Cabane
Au voleur!
elle m’a dit de voler
un texte ou autre chose?
Je suis venue sans sac.
La cabane sent le désinfectant et le thé trop infusé.
Il y a des couvertures partout, une douceur stratégique.
Quelqu’un chante bas, comme on se ment à soi-même.
Quelqu’un observe, immobile, déjà en train de compter.
Je ne prends pas les mots.
Je prends ce qu’ils protègent.
Sur un mur, un visage d’un autre siècle sourit trop blanc.
Il reçoit des baisers sans consentir.
Il survivra au rouge vin des lèvres, aux traces de salive trop acide
Des bras soignés avec méthode, la même qui a servi à blesser
Des animaux ailés, s’installent sur les plaies ouvertes.
parce que pour voler, ça prends des plumes
La douleur comme ornement
On me demande ce que je ne laisserais jamais voler.
Je réponds à côté.
Toujours.
Le thé éclabousse, smudge l’encre de tes doigts
Rien ne s’efface, au contraire, ça prend de l’ampleur
S’étale partout, sur ta face, entre tes jambes, partout où tu mets tes mains de voleuse
Alors je cède quelque chose qui respire.
Un chien qui n’est pas le mien
Un chien trouvé,
errant, stressé, gelé
On l’imagine déjà renommé, décoré, discipliné.
Utile.
Capable de creuser exactement là où il faut.

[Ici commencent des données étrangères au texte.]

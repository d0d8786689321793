use std::sync::atomic::{AtomicBool, AtomicU32, AtomicU64, Ordering};
use std::sync::Arc;
use std::time::{Duration, SystemTime, UNIX_EPOCH};
use tokio::sync::broadcast;

/// What changed on an upstream. Published only when the value actually
/// changes; setting a field to its current value is silent.
#[derive(Debug, Clone, Copy, PartialEq, Eq)]
pub enum StateChangeKind {
    BecameHealthy,
    BecameUnhealthy,
    EffectiveWeight,
}

#[derive(Debug, Clone)]
pub struct StateChange {
    pub url: Arc<str>,
    pub origin: Arc<str>,
    pub kind: StateChangeKind,
}

/// `f64` stored as raw bits in an `AtomicU64`.
#[derive(Debug)]
struct AtomicF64(AtomicU64);

impl AtomicF64 {
    fn new(v: f64) -> Self {
        Self(AtomicU64::new(v.to_bits()))
    }

    fn load(&self) -> f64 {
        f64::from_bits(self.0.load(Ordering::Acquire))
    }

    fn store(&self, v: f64) {
        self.0.store(v.to_bits(), Ordering::Release);
    }

    /// Returns the previous value.
    fn swap(&self, v: f64) -> f64 {
        f64::from_bits(self.0.swap(v.to_bits(), Ordering::AcqRel))
    }
}

/// One backend instance. Shared between the request path (readers of
/// `healthy`) and background probes (writers), so every mutable field is
/// atomic.
#[derive(Debug)]
pub struct Upstream {
    url: Arc<str>,
    /// `scheme://authority`, the connection pool key.
    origin: Arc<str>,
    weight: f64,
    healthy: AtomicBool,
    recovering: AtomicBool,
    retry_count: AtomicU32,
    current_weight: AtomicF64,
    effective_weight: AtomicF64,
    /// Unix millis of the last probe or failure report, 0 = never.
    last_checked_ms: AtomicU64,
    events: Option<broadcast::Sender<StateChange>>,
}

impl Upstream {
    pub fn new(url: &str, weight: f64, events: Option<broadcast::Sender<StateChange>>) -> Self {
        let weight = weight.max(1.0);
        Self {
            url: Arc::from(url),
            origin: Arc::from(origin_of(url)),
            weight,
            healthy: AtomicBool::new(true),
            recovering: AtomicBool::new(false),
            retry_count: AtomicU32::new(0),
            current_weight: AtomicF64::new(0.0),
            effective_weight: AtomicF64::new(weight),
            last_checked_ms: AtomicU64::new(0),
            events,
        }
    }

    #[inline]
    pub fn url(&self) -> &str {
        &self.url
    }

    #[inline]
    pub fn origin(&self) -> &str {
        &self.origin
    }

    #[inline]
    pub fn weight(&self) -> f64 {
        self.weight
    }

    #[inline]
    pub fn is_healthy(&self) -> bool {
        self.healthy.load(Ordering::Acquire)
    }

    /// Returns `true` if the flag actually flipped. An unhealthy → healthy
    /// transition resets `effective_weight` to the static weight.
    pub fn set_healthy(&self, healthy: bool) -> bool {
        // The weight must be restored before readers can see the flag.
        if healthy && !self.is_healthy() {
            self.set_effective_weight(self.weight);
        }
        let previous = self.healthy.swap(healthy, Ordering::AcqRel);
        if previous == healthy {
            return false;
        }
        if healthy {
            self.publish(StateChangeKind::BecameHealthy);
        } else {
            self.publish(StateChangeKind::BecameUnhealthy);
        }
        true
    }

    pub fn effective_weight(&self) -> f64 {
        self.effective_weight.load()
    }

    pub fn set_effective_weight(&self, weight: f64) -> bool {
        let previous = self.effective_weight.swap(weight);
        if previous == weight {
            return false;
        }
        self.publish(StateChangeKind::EffectiveWeight);
        true
    }

    pub fn current_weight(&self) -> f64 {
        self.current_weight.load()
    }

    pub fn set_current_weight(&self, weight: f64) {
        self.current_weight.store(weight);
    }

    pub fn is_recovering(&self) -> bool {
        self.recovering.load(Ordering::Acquire)
    }

    /// CAS `recovering` false → true. Only the winner may start a recovery
    /// chain.
    pub fn try_begin_recovery(&self) -> bool {
        self.recovering
            .compare_exchange(false, true, Ordering::AcqRel, Ordering::Acquire)
            .is_ok()
    }

    pub fn finish_recovery(&self) {
        self.recovering.store(false, Ordering::Release);
    }

    pub fn retry_count(&self) -> u32 {
        self.retry_count.load(Ordering::Acquire)
    }

    /// Returns the new count.
    pub fn increment_retry_count(&self) -> u32 {
        self.retry_count.fetch_add(1, Ordering::AcqRel) + 1
    }

    pub fn reset_retry_count(&self) {
        self.retry_count.store(0, Ordering::Release);
    }

    pub fn mark_checked(&self, at: SystemTime) {
        let ms = at
            .duration_since(UNIX_EPOCH)
            .map(|d| d.as_millis() as u64)
            .unwrap_or(0);
        self.last_checked_ms.store(ms, Ordering::Release);
    }

    pub fn last_checked(&self) -> Option<SystemTime> {
        match self.last_checked_ms.load(Ordering::Acquire) {
            0 => None,
            ms => Some(UNIX_EPOCH + Duration::from_millis(ms)),
        }
    }

    fn publish(&self, kind: StateChangeKind) {
        if let Some(ref tx) = self.events {
            // No subscriber is fine: nothing caches derived state yet.
            let _ = tx.send(StateChange {
                url: self.url.clone(),
                origin: self.origin.clone(),
                kind,
            });
        }
    }
}

/// `scheme://authority` of a URL, or the URL without trailing slashes when it
/// does not parse.
pub fn origin_of(url: &str) -> String {
    match url.parse::<http::Uri>() {
        Ok(uri) => match (uri.scheme_str(), uri.authority()) {
            (Some(scheme), Some(authority)) => format!("{}://{}", scheme, authority),
            _ => url.trim_end_matches('/').to_string(),
        },
        Err(_) => url.trim_end_matches('/').to_string(),
    }
}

Pour enterrer ce qui dépasse, ce qui dérange
Ce qu’on veut cacher, garder pour soi
Afin que nul ne s’en empare
Je cède ensuite ce qui coûte moins cher, les choses de peu de valeur, les pendants obscurs contrepoids nécessaires ou pas
les erreurs, les doutes.
La monnaie faible.
Quelqu’un sourit.
Quelqu’un écrit.
Les brouillons sortent.
On dresse mon portrait à partir de ce qui fuit.
On caresse les fissures derrière les phrases propres,
l’assurance performée,
l’esprit vif.
Je dis : mes carnets.
On rit doucement.
Ils sont déjà là.
Une boîte déborde sous le mur.
Projets avortés, idées trop grandes pour moi, rêves maintenus en suspens par confort théorique, un musée soigneusement catalogué.
Je n’ai jamais été aussi lisible.
Je propose un livre. Puis un autre.
Je me trompe exprès. Les pages sont arrachées. Les couvertures salies.
Lus et relus, vidés de leur propos
Mais qui donc les a volé?
On attend.
Que je cesse d’imiter.
Que je parle enfin sans permission.
Je dis le cœur.
Quelqu’un se prépare.
Miroir.
Peau ajustée, bien tirée
Odeur calculée, romarin et vin blanc
Lingerie comme argument.
Appelle le silence
On ne vole pas un cœur.
On l’épuise.
Ou on le convainc qu’il a choisi.
Je dis : elle. elles
Elles pensent avoir gagné.
Je les laisse.
Le vrai reste hors champ.
Inscriptible.
Inaliénable.
Le vol a eu lieu.
Mais pas dans ce sens.
Le silence se resserre.
Je laisse faire.
On me demande si elle répondrait pareil.
Je dis oui.
Cette fois, sans me justifier.
Déjà on croit l’entendre dans mes phrases.
Déjà on croit la voir partout.
Je laisse l’illusion travailler à ma place.
La cabane a changé de centre, pensent-elles.
Elles se trompent.
Elles ont pris ce que je leur ai donné.
Ce que je voulais perdre.
Ce qui pesait.
Le reste ne se vole pas.
Le reste ne s’écrit pas ici.
Je sors sans bruit.
Le texte est vide de moi.
Et c’est exactement ce que j’étais venue faire.
Ce que j’ai volé était dans Six lignes et puis la possession et Qu’est-ce que tu ne me laisserais jamais te voler?





la cabane respire encore
le parfum de tes plumes
le parfum de ton encre
le parfum de ton vide
le parfum de cette aorte qui ne t’appartient plus qui ne t’a jamais appartenue qui compose un si joli pendentif à mon nom
tu peux revenir souper quant tu veux j’ai du vin blanc du romarin frais et des abats pour des siècles et des siècles.